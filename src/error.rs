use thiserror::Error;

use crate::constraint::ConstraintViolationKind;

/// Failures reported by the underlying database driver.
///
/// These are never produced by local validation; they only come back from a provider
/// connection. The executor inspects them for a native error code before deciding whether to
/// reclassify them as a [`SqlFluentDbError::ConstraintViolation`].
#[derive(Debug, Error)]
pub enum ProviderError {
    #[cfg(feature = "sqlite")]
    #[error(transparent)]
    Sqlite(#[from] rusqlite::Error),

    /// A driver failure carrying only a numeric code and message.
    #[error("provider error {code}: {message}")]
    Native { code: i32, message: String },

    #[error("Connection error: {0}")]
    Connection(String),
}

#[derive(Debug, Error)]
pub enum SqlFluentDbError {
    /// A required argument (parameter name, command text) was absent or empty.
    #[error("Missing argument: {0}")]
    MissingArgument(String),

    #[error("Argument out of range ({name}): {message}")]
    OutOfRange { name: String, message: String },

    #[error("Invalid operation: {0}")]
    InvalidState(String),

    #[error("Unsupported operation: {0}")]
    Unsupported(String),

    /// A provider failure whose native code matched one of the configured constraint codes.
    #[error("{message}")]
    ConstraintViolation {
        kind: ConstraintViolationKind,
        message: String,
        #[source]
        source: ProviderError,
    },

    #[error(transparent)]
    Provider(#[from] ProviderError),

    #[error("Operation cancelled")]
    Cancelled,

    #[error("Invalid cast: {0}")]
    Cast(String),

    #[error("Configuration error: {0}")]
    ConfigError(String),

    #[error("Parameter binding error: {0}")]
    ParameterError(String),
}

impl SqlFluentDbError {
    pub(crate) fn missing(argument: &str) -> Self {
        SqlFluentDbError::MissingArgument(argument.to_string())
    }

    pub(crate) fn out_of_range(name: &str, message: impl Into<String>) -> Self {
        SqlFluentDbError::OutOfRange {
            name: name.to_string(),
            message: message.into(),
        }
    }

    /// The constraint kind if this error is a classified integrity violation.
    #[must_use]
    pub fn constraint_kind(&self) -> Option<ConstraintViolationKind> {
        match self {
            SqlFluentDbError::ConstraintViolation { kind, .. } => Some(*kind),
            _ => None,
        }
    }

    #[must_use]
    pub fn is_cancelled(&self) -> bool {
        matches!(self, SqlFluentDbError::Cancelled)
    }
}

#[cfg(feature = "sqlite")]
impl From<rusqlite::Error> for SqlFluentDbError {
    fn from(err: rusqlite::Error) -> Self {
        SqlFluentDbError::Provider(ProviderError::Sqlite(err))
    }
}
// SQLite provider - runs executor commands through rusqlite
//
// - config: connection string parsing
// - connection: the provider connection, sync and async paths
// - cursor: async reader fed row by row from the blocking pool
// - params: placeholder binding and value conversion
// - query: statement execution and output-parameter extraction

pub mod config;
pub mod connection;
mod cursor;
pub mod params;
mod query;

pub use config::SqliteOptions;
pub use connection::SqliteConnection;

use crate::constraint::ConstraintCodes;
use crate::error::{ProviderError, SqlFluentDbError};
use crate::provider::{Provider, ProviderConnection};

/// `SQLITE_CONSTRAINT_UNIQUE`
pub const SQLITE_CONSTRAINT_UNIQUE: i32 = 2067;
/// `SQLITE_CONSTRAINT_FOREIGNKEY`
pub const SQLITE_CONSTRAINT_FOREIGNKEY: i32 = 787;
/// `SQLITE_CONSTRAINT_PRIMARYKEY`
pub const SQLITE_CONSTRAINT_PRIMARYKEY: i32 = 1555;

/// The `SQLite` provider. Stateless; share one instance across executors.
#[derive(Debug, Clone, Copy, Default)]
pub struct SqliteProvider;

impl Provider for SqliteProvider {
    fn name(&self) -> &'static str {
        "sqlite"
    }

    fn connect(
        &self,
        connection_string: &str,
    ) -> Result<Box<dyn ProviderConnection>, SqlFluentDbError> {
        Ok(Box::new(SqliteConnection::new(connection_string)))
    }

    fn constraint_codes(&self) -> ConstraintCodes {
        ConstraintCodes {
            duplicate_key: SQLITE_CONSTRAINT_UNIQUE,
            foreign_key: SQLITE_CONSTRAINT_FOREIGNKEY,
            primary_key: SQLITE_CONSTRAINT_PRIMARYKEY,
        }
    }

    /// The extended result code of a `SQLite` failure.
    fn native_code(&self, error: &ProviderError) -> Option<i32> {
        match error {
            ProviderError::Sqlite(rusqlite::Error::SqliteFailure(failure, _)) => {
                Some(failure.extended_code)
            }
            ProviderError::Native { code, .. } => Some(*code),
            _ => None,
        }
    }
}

------------------------

TASK GOAL:
Write the records out again. Keep every line exactly as it is.

EXPECTED OUTPUT:
filename src/error.rs
use thiserror::Error;

use crate::constraint::ConstraintViolationKind;

/// Failures reported by the underlying database driver.
///
/// These are never produced by local validation; they only come back from a provider
/// connection. The executor inspects them for a native error code before deciding whether to
/// reclassify them as a [`SqlFluentDbError::ConstraintViolation`].
#[derive(Debug, Error)]
pub enum ProviderError {
    #[cfg(feature = "sqlite")]
    #[error(transparent)]
    Sqlite(#[from] rusqlite::Error),

    /// A driver failure carrying only a numeric code and message.
    #[error("provider error {code}: {message}")]
    Native { code: i32, message: String },

    #[error("Connection error: {0}")]
    Connection(String),
}

#[derive(Debug, Error)]
pub enum SqlFluentDbError {
    /// A required argument (parameter name, command text) was absent or empty.
    #[error("Missing argument: {0}")]
    MissingArgument(String),

    #[error("Argument out of range ({name}): {message}")]
    OutOfRange { name: String, message: String },

    #[error("Invalid operation: {0}")]
    InvalidState(String),

    #[error("Unsupported operation: {0}")]
    Unsupported(String),

    /// A provider failure whose native code matched one of the configured constraint codes.
    #[error("{message}")]
    ConstraintViolation {
        kind: ConstraintViolationKind,
        message: String,
        #[source]
        source: ProviderError,
    },

    #[error(transparent)]
    Provider(#[from] ProviderError),

    #[error("Operation cancelled")]
    Cancelled,

    #[error("Invalid cast: {0}")]
    Cast(String),

    #[error("Configuration error: {0}")]
    ConfigError(String),

    #[error("Parameter binding error: {0}")]
    ParameterError(String),
}

impl SqlFluentDbError {
    pub(crate) fn missing(argument: &str) -> Self {
        SqlFluentDbError::MissingArgument(argument.to_string())
    }

    pub(crate) fn out_of_range(name: &str, message: impl Into<String>) -> Self {
        SqlFluentDbError::OutOfRange {
            name: name.to_string(),
            message: message.into(),
        }
    }

    /// The constraint kind if this error is a classified integrity violation.
    #[must_use]
    pub fn constraint_kind(&self) -> Option<ConstraintViolationKind> {
        match self {
            SqlFluentDbError::ConstraintViolation { kind, .. } => Some(*kind),
            _ => None,
        }
    }

    #[must_use]
    pub fn is_cancelled(&self) -> bool {
        matches!(self, SqlFluentDbError::Cancelled)
    }
}

#[cfg(feature = "sqlite")]
impl From<rusqlite::Error> for SqlFluentDbError {
    fn from(err: rusqlite::Error) -> Self {
        SqlFluentDbError::Provider(ProviderError::Sqlite(err))
    }
}
// SQLite provider - runs executor commands through rusqlite
//
// - config: connection string parsing
// - connection: the provider connection, sync and async paths
// - cursor: async reader fed row by row from the blocking pool
// - params: placeholder binding and value conversion
// - query: statement execution and output-parameter extraction

pub mod config;
pub mod connection;
mod cursor;
pub mod params;
mod query;

pub use config::SqliteOptions;
pub use connection::SqliteConnection;

use crate::constraint::ConstraintCodes;
use crate::error::{ProviderError, SqlFluentDbError};
use crate::provider::{Provider, ProviderConnection};

/// `SQLITE_CONSTRAINT_UNIQUE`
pub const SQLITE_CONSTRAINT_UNIQUE: i32 = 2067;
/// `SQLITE_CONSTRAINT_FOREIGNKEY`
pub const SQLITE_CONSTRAINT_FOREIGNKEY: i32 = 787;
/// `SQLITE_CONSTRAINT_PRIMARYKEY`
pub const SQLITE_CONSTRAINT_PRIMARYKEY: i32 = 1555;

/// The `SQLite` provider. Stateless; share one instance across executors.
#[derive(Debug, Clone, Copy, Default)]
pub struct SqliteProvider;

impl Provider for SqliteProvider {
    fn name(&self) -> &'static str {
        "sqlite"
    }

    fn connect(
        &self,
        connection_string: &str,
    ) -> Result<Box<dyn ProviderConnection>, SqlFluentDbError> {
        Ok(Box::new(SqliteConnection::new(connection_string)))
    }

    fn constraint_codes(&self) -> ConstraintCodes {
        ConstraintCodes {
            duplicate_key: SQLITE_CONSTRAINT_UNIQUE,
            foreign_key: SQLITE_CONSTRAINT_FOREIGNKEY,
            primary_key: SQLITE_CONSTRAINT_PRIMARYKEY,
        }
    }

    /// The extended result code of a `SQLite` failure.
    fn native_code(&self, error: &ProviderError) -> Option<i32> {
        match error {
            ProviderError::Sqlite(rusqlite::Error::SqliteFailure(failure, _)) => {
                Some(failure.extended_code)
            }
            ProviderError::Native { code, .. } => Some(*code),
            _ => None,
        }
    }
}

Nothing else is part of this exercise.